Background and Opening Performance

Prior to the stock split, Nestle India stood as the sixth most expensive stock on the Indian market. The company's shares, which were once priced at ₹27,150, experienced a substantial reduction to ₹2,660 post the 1:10 stock split. This decision, approved by the company's board in October 2023, marked Nestle's first-ever stock split.

Mechanism of the Split

The 1:10 stock split translates to one share of Nestle, with a face value of ₹10, being divided into 10 shares, each with a face value of Re 1. As a result, the share price also adjusted proportionally, making it one-tenth of its pre-split value.
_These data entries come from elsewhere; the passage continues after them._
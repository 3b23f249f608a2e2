//! Authoritative references and versioned assumptions.
//!
//! Both are read-only to the engine: they are loaded into a [`RuleStore`]
//! ahead of time and selected by `as_of` at calculation time.
//!
//! [`RuleStore`]: crate::storage::RuleStore

use std::cmp::Ordering;

use serde::{Deserialize, Serialize};

use crate::decimal::{range_issue, Quantity};
use crate::error::{ExecutionError, ValidationError};
use crate::time::EffectiveWindow;

/// Maximum length of identifiers and keys.
pub const MAX_ID_LEN: usize = 128;

pub(crate) fn validate_identifier(field: &str, value: &str) -> Result<(), ValidationError> {
    if value.trim().is_empty() {
        return Err(ValidationError::MissingField {
            field: field.to_string(),
        });
    }
    if value.len() > MAX_ID_LEN {
        return Err(ValidationError::FieldTooLong {
            field: field.to_string(),
            max_length: MAX_ID_LEN,
        });
    }
    Ok(())
}

/// A versioned authoritative source (an Act, a ruling, published guidance).
#[derive(Debug, Clone, PartialEq, Eq, Serialize, Deserialize)]
pub struct Reference {
    /// Stable identifier, e.g. `ITAA1997`.
    pub id: String,
    /// Version of the document.
    pub version: u32,
    /// Title.
    pub title: String,
    /// Publishing body.
    #[serde(default)]
    pub publisher: Option<String>,
    /// Pinpoint locators that rules may cite (sections, schedules).
    /// Empty means any pinpoint is accepted.
    #[serde(default)]
    pub pinpoints: Vec<String>,
    /// When this version is in force.
    pub window: EffectiveWindow,
}

impl Reference {
    /// Creates a reference version.
    #[must_use]
    pub fn new(id: impl Into<String>, version: u32, title: impl Into<String>, window: EffectiveWindow) -> Self {
        Self {
            id: id.into(),
            version,
            title: title.into(),
            publisher: None,
            pinpoints: Vec::new(),
            window,
        }
    }

    /// Sets the publisher.
    #[must_use]
    pub fn with_publisher(mut self, publisher: impl Into<String>) -> Self {
        self.publisher = Some(publisher.into());
        self
    }

    /// Adds a pinpoint locator.
    #[must_use]
    pub fn with_pinpoint(mut self, pinpoint: impl Into<String>) -> Self {
        self.pinpoints.push(pinpoint.into());
        self
    }

    /// Returns true if this version lists `pinpoint` (or lists none).
    #[must_use]
    pub fn has_pinpoint(&self, pinpoint: &str) -> bool {
        self.pinpoints.is_empty() || self.pinpoints.iter().any(|p| p == pinpoint)
    }

    /// Validates the record.
    ///
    /// # Errors
    ///
    /// Returns a `ValidationError` for empty ids, titles, version 0 or an empty window.
    pub fn validate(&self) -> Result<(), ValidationError> {
        validate_identifier("reference.id", &self.id)?;
        if self.title.trim().is_empty() {
            return Err(ValidationError::MissingField {
                field: "reference.title".to_string(),
            });
        }
        if self.version == 0 {
            return Err(ValidationError::MissingField {
                field: "reference.version".to_string(),
            });
        }
        self.window.validate()
    }
}

/// One band of a progressive schedule: income above `threshold` up to the
/// next band's threshold is taxed at `rate`.
#[derive(Debug, Clone, PartialEq, Eq, Serialize, Deserialize)]
pub struct Bracket {
    /// Lower bound of the band.
    pub threshold: Quantity,
    /// Marginal rate applied within the band.
    pub rate: Quantity,
}

impl Bracket {
    /// Creates a bracket.
    #[must_use]
    pub const fn new(threshold: Quantity, rate: Quantity) -> Self {
        Self { threshold, rate }
    }
}

/// A marginal bracket schedule (income tax scales and the like).
#[derive(Debug, Clone, PartialEq, Eq, Serialize, Deserialize)]
pub struct BracketSchedule {
    /// Bands ordered by ascending threshold.
    pub brackets: Vec<Bracket>,
}

impl BracketSchedule {
    /// Creates a schedule.
    #[must_use]
    pub const fn new(brackets: Vec<Bracket>) -> Self {
        Self { brackets }
    }

    /// Validates ordering and units.
    ///
    /// # Errors
    ///
    /// Returns `ValidationError::InvalidAssumption` on an empty schedule,
    /// unordered or mixed-unit thresholds, negative thresholds, or rates that
    /// are not scaling units.
    pub fn validate(&self, key: &str) -> Result<(), ValidationError> {
        let invalid = |reason: String| ValidationError::InvalidAssumption {
            key: key.to_string(),
            reason,
        };
        let Some(first) = self.brackets.first() else {
            return Err(invalid("schedule has no brackets".to_string()));
        };
        if first.threshold.is_negative() {
            return Err(invalid("first threshold is negative".to_string()));
        }
        for pair in self.brackets.windows(2) {
            if pair[0].threshold.unit != pair[1].threshold.unit {
                return Err(invalid("thresholds use different units".to_string()));
            }
            if pair[0].threshold.amount >= pair[1].threshold.amount {
                return Err(invalid(format!(
                    "threshold {} does not increase",
                    pair[1].threshold.amount
                )));
            }
        }
        if let Some(bad) = self.brackets.iter().find(|b| !b.rate.unit.is_scaling()) {
            return Err(invalid(format!("rate unit {} cannot scale an amount", bad.rate.unit)));
        }
        for bracket in &self.brackets {
            for value in [&bracket.threshold, &bracket.rate] {
                if let Some(reason) = range_issue(&value.amount) {
                    return Err(invalid(reason));
                }
            }
        }
        Ok(())
    }

    /// Applies the schedule marginally to `base`.
    ///
    /// # Errors
    ///
    /// `UnitMismatch` if `base` and the thresholds differ in unit.
    pub fn apply(&self, base: &Quantity) -> Result<Quantity, ExecutionError> {
        let mut total = Quantity::zero(base.unit);
        for (idx, bracket) in self.brackets.iter().enumerate() {
            if base.compare(&bracket.threshold)? != Ordering::Greater {
                break;
            }
            let top = match self.brackets.get(idx + 1) {
                Some(next) => base.min(&next.threshold)?,
                None => base.clone(),
            };
            let band = top.sub(&bracket.threshold)?;
            total = total.add(&band.mul(&bracket.rate)?)?;
        }
        Ok(total)
    }
}

/// Value of an assumption version.
#[derive(Debug, Clone, PartialEq, Eq, Serialize, Deserialize)]
#[serde(rename_all = "snake_case")]
pub enum AssumptionValue {
    /// A single quantity (a rate, a cap, a threshold).
    Scalar(Quantity),
    /// A progressive bracket schedule.
    Schedule(BracketSchedule),
}

/// A versioned parameter selected by `as_of`.
#[derive(Debug, Clone, PartialEq, Eq, Serialize, Deserialize)]
pub struct Assumption {
    /// Key referenced by rules, e.g. `medicare.rate`.
    pub key: String,
    /// Version of the parameter.
    pub version: u32,
    /// The value.
    pub value: AssumptionValue,
    /// When this version is in force.
    pub window: EffectiveWindow,
    /// Reference the value is taken from, if any.
    #[serde(default)]
    pub source_reference: Option<String>,
    /// Free-text description.
    #[serde(default)]
    pub description: Option<String>,
}

impl Assumption {
    /// Creates a scalar assumption.
    #[must_use]
    pub fn scalar(key: impl Into<String>, version: u32, value: Quantity, window: EffectiveWindow) -> Self {
        Self {
            key: key.into(),
            version,
            value: AssumptionValue::Scalar(value),
            window,
            source_reference: None,
            description: None,
        }
    }

    /// Creates a schedule assumption.
    #[must_use]
    pub fn schedule(
        key: impl Into<String>,
        version: u32,
        schedule: BracketSchedule,
        window: EffectiveWindow,
    ) -> Self {
        Self {
            key: key.into(),
            version,
            value: AssumptionValue::Schedule(schedule),
            window,
            source_reference: None,
            description: None,
        }
    }

    /// Records the reference this value comes from.
    #[must_use]
    pub fn with_source(mut self, reference_id: impl Into<String>) -> Self {
        self.source_reference = Some(reference_id.into());
        self
    }

    /// Returns the scalar value, or `None` for schedules.
    #[must_use]
    pub const fn as_scalar(&self) -> Option<&Quantity> {
        match &self.value {
            AssumptionValue::Scalar(q) => Some(q),
            AssumptionValue::Schedule(_) => None,
        }
    }

    /// Returns the schedule, or `None` for scalars.
    #[must_use]
    pub const fn as_schedule(&self) -> Option<&BracketSchedule> {
        match &self.value {
            AssumptionValue::Schedule(s) => Some(s),
            AssumptionValue::Scalar(_) => None,
        }
    }

    /// Validates the record.
    ///
    /// # Errors
    ///
    /// Returns a `ValidationError` for an empty key, version 0, an empty
    /// window or a malformed schedule.
    pub fn validate(&self) -> Result<(), ValidationError> {
        validate_identifier("assumption.key", &self.key)?;
        if self.version == 0 {
            return Err(ValidationError::MissingField {
                field: "assumption.version".to_string(),
            });
        }
        self.window.validate()?;
        match &self.value {
            AssumptionValue::Schedule(schedule) => schedule.validate(&self.key)?,
            AssumptionValue::Scalar(value) => {
                if let Some(reason) = range_issue(&value.amount) {
                    return Err(ValidationError::InvalidAssumption {
                        key: self.key.clone(),
                        reason,
                    });
                }
            }
        }
        Ok(())
    }
}

/// Exact assumption version used by a calculation.
#[derive(Debug, Clone, PartialEq, Eq, Hash, PartialOrd, Ord, Serialize, Deserialize)]
pub struct AssumptionRef {
    /// Assumption key.
    pub key: String,
    /// Version used.
    pub version: u32,
}

impl std::fmt::Display for AssumptionRef {
    fn fmt(&self, f: &mut std::fmt::Formatter<'_>) -> std::fmt::Result {
        write!(f, "{}@v{}", self.key, self.version)
    }
}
Market Reaction and Trading

On the day of the stock split, Nestle India commenced trading at ₹2,749 per share. However, by 9:20 am, the stock had dipped by 1.88%, trading at ₹2,660.65 on the National Stock Exchange. The move was anticipated to attract more retail investors by offering a lower entry point.

Record Date and Shareholder Entitlement

The record date for the entitlement of the split shares was set on Friday, marking the culmination of the sub-division/split of existing equity shares. Shareholders with their names on the Nestle India list by the end of that day are entitled to receive ten times the shares they currently hold.

Motivation Behind the Split

The primary motivation behind this strategic move was to enhance the affordability of Nestle India's shares, particularly for smaller investors. By reducing the share price to a fraction of its previous value, the company aims to attract a more diverse investor base, ultimately boosting liquidity at the counter.

Future Implications

As Nestle India takes this step towards greater accessibility, it will be interesting to observe how the company's stock performs in the post-split landscape. The move is expected to have a positive impact on the company's investor profile, potentially diversifying its shareholder base and fostering increased market participation.

In conclusion, Nestle India's 1:10 stock split signals a deliberate shift towards inclusivity in the stock market, aligning with the company's efforts to make its shares more accessible and appealing to a wider array of investors.